(Exercise brief):
The following data has a line with "fn envelope(user: User)" and a line with "tooling. A payload". Write out exactly those lines and all the lines between them.

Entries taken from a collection
- - - -

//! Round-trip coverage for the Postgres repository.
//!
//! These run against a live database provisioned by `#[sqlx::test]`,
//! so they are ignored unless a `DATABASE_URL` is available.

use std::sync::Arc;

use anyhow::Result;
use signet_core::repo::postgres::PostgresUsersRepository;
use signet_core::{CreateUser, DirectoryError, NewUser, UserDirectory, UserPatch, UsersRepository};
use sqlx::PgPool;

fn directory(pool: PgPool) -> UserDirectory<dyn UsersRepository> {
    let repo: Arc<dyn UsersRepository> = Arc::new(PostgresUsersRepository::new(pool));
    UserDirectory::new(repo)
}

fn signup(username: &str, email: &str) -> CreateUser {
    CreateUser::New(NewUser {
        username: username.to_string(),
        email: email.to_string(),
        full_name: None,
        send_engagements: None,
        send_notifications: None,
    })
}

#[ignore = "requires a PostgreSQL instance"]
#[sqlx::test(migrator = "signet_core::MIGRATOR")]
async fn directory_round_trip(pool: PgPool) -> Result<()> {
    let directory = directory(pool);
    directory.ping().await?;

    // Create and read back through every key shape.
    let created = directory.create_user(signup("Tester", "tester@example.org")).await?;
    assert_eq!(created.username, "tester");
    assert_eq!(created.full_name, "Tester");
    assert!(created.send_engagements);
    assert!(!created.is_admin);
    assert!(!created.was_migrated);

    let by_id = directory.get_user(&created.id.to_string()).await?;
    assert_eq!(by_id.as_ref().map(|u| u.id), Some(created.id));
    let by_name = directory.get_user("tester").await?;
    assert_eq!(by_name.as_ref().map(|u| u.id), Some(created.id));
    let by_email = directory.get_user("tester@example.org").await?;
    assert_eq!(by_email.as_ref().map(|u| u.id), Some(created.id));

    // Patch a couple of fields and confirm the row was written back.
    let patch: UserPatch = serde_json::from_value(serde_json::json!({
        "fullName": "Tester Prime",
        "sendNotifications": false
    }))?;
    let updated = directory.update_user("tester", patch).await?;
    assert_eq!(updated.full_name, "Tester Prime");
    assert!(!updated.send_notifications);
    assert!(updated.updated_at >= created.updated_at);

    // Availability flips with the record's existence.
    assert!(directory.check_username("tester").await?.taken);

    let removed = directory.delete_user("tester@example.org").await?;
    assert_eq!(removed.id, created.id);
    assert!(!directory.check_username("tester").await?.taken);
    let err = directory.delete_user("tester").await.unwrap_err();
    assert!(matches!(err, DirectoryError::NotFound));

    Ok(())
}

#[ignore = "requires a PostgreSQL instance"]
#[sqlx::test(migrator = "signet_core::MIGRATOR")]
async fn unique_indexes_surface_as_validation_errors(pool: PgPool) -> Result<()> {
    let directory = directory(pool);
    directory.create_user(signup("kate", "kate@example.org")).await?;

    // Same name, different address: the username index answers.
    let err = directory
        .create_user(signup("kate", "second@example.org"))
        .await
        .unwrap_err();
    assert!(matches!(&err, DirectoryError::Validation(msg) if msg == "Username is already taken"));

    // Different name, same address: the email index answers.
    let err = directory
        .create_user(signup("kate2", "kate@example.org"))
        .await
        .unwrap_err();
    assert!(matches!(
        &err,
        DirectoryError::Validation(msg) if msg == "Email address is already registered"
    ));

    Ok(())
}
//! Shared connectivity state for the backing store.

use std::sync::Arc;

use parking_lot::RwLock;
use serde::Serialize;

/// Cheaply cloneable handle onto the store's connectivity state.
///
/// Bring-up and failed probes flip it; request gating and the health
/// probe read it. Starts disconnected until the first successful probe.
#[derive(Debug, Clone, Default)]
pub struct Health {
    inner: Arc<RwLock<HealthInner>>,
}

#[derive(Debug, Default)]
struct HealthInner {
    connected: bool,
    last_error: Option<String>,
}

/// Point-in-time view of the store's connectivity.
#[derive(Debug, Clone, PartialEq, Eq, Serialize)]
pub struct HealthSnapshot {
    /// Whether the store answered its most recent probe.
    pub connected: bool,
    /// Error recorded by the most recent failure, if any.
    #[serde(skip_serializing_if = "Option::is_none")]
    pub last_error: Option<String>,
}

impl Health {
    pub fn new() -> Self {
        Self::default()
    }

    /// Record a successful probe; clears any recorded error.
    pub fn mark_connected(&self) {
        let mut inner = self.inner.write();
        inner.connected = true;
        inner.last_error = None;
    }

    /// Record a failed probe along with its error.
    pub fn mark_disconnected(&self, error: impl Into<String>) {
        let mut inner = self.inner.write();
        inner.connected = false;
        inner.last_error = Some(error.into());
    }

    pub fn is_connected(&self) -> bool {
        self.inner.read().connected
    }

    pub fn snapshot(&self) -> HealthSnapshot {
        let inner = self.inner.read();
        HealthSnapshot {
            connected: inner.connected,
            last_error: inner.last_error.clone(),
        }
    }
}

- - - -

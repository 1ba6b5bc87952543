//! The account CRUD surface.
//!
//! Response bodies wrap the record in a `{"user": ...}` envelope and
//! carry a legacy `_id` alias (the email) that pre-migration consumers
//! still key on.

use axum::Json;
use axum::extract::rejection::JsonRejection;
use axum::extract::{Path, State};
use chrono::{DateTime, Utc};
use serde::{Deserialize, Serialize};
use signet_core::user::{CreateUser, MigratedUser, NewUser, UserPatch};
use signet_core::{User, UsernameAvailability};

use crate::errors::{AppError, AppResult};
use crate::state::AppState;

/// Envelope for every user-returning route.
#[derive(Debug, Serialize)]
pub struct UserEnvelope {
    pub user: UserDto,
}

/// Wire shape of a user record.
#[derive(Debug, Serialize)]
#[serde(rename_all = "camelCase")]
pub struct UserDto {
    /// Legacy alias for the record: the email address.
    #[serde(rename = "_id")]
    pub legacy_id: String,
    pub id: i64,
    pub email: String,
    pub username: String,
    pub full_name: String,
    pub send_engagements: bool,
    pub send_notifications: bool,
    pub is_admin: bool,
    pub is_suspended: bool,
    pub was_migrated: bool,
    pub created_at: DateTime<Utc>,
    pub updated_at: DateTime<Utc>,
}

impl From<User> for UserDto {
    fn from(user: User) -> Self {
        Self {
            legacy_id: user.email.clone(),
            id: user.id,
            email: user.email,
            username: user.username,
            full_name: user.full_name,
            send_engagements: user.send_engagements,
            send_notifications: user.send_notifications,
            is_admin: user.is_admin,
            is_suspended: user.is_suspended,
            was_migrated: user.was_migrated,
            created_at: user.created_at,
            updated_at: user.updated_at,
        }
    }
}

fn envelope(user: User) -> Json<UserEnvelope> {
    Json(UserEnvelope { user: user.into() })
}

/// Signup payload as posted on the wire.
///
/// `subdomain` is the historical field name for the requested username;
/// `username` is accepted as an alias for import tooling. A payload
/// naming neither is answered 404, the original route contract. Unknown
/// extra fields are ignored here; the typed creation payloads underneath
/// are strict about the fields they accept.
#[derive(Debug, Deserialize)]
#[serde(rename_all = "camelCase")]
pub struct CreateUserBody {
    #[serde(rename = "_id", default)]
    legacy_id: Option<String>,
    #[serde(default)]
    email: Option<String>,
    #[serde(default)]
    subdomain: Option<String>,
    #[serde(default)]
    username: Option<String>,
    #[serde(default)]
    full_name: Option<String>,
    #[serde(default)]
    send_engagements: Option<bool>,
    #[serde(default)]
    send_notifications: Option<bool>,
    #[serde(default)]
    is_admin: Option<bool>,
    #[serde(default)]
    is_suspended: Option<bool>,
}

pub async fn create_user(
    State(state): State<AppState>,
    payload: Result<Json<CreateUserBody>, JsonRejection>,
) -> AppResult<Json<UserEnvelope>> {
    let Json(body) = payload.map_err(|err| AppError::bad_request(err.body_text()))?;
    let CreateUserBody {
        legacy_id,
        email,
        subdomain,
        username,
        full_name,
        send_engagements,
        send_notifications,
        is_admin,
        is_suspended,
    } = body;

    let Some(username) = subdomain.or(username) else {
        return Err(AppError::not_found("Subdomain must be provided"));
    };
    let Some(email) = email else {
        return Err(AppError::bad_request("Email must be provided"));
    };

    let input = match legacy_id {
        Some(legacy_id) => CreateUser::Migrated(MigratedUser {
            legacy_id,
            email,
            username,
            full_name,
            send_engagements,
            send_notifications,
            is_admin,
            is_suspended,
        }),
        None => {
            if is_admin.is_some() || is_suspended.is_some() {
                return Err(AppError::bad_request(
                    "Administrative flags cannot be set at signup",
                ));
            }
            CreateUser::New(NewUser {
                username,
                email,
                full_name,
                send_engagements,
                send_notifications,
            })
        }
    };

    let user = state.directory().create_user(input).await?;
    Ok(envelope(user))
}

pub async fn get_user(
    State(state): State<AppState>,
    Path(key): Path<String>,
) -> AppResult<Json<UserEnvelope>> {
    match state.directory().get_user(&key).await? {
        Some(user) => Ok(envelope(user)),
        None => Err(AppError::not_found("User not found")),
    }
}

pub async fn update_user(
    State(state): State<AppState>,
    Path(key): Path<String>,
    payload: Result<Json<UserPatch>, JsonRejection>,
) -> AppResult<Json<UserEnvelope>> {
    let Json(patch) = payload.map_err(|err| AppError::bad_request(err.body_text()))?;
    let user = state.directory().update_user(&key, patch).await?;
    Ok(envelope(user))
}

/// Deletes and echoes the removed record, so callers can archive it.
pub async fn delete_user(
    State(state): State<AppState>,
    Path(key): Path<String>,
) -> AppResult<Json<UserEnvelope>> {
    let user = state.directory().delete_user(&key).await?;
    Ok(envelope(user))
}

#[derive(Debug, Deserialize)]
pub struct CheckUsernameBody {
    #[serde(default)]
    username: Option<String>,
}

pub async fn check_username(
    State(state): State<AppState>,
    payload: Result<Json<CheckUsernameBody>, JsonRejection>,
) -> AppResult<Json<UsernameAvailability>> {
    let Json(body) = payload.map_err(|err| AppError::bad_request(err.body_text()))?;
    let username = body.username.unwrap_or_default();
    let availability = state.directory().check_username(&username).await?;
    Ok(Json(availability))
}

- - - -

(Expected answer):
fn envelope(user: User) -> Json<UserEnvelope> {
    Json(UserEnvelope { user: user.into() })
}

/// Signup payload as posted on the wire.
///
/// `subdomain` is the historical field name for the requested username;
/// `username` is accepted as an alias for import tooling. A payload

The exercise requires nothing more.